## RECORDS SHOWN
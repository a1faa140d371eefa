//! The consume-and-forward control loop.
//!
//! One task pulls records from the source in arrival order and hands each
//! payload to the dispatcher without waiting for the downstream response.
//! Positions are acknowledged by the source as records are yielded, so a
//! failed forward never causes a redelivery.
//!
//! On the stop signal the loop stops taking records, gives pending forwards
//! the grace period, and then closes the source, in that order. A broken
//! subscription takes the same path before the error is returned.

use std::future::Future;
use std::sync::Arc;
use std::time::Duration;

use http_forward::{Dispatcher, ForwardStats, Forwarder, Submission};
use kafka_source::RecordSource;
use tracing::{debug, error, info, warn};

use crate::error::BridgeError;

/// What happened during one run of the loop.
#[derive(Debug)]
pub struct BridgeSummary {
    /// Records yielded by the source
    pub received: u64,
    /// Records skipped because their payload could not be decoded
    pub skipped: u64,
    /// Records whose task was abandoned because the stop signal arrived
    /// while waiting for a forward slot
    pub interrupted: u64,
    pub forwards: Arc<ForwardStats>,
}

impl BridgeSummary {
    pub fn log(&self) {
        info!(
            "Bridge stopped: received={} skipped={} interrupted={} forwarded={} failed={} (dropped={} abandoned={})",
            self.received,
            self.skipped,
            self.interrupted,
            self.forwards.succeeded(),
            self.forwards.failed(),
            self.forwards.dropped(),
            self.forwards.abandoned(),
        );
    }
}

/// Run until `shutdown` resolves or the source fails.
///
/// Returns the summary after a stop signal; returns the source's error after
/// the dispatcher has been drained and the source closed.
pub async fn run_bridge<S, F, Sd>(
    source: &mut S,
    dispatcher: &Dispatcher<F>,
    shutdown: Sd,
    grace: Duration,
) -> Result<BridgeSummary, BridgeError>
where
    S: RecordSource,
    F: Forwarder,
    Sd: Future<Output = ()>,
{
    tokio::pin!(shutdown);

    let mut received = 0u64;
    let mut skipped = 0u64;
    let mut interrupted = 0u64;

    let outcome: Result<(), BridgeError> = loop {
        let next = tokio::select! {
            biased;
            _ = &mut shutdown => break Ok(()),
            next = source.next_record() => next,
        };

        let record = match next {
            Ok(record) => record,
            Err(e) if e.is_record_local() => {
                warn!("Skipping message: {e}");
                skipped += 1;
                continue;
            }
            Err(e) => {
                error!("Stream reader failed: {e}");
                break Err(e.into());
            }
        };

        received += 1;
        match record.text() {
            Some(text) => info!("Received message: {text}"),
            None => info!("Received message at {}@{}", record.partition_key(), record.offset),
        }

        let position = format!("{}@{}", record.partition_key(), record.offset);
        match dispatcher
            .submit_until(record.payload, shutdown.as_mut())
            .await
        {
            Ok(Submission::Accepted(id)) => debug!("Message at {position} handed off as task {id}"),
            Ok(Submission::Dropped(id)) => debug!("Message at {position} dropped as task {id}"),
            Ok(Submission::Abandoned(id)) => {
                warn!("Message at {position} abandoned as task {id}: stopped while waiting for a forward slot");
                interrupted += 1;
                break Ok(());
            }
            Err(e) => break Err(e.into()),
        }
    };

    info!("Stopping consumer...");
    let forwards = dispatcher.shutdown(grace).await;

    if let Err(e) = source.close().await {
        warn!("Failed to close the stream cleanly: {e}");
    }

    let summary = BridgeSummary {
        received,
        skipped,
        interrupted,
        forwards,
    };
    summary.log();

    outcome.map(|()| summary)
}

--

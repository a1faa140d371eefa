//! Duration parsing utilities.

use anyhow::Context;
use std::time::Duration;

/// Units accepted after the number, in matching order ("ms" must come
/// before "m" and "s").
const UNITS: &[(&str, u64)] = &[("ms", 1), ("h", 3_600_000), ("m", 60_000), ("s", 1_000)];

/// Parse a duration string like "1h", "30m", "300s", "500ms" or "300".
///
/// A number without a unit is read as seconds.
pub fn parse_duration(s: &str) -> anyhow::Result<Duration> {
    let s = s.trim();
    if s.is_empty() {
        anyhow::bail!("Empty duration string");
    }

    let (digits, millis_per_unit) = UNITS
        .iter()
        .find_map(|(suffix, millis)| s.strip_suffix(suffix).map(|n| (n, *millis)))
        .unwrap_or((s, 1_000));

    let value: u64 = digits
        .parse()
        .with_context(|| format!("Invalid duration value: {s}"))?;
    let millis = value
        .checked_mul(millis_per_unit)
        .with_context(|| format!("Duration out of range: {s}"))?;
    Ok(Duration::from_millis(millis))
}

## WHAT IS REQUIRED
Which lines of the records above contain the word "dropped"? Report each one in full.

## SOLUTION
            "Bridge stopped: received={} skipped={} interrupted={} forwarded={} failed={} (dropped={} abandoned={})",
            self.forwards.dropped(),
            Ok(Submission::Dropped(id)) => debug!("Message at {position} dropped as task {id}"),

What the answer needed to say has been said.